For each line below that contains the word "crate", return that line.

[Collected data entries]
•••••
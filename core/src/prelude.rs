pub use crate::annotation::locator::{
    annotation_path, locate_boundaries, locate_text_markers, ANNOTATION_SUFFIX,
};
pub use crate::annotation::{AnnotationKind, AnnotationRecord};
pub use crate::processing::window::{extract_window, extract_window_from, POWER_SIGNAL};
pub use crate::recording::{CaptureReader, CaptureWriter, Recording, SignalInfo, SummaryField};
pub use crate::{BoundaryPair, PowerSeries, TextMarker, WindowError, WindowResult};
•••••
ANSWER TO THE EXERCISE —
pub use crate::annotation::locator::{
pub use crate::annotation::{AnnotationKind, AnnotationRecord};
pub use crate::processing::window::{extract_window, extract_window_from, POWER_SIGNAL};
pub use crate::recording::{CaptureReader, CaptureWriter, Recording, SignalInfo, SummaryField};
pub use crate::{BoundaryPair, PowerSeries, TextMarker, WindowError, WindowResult};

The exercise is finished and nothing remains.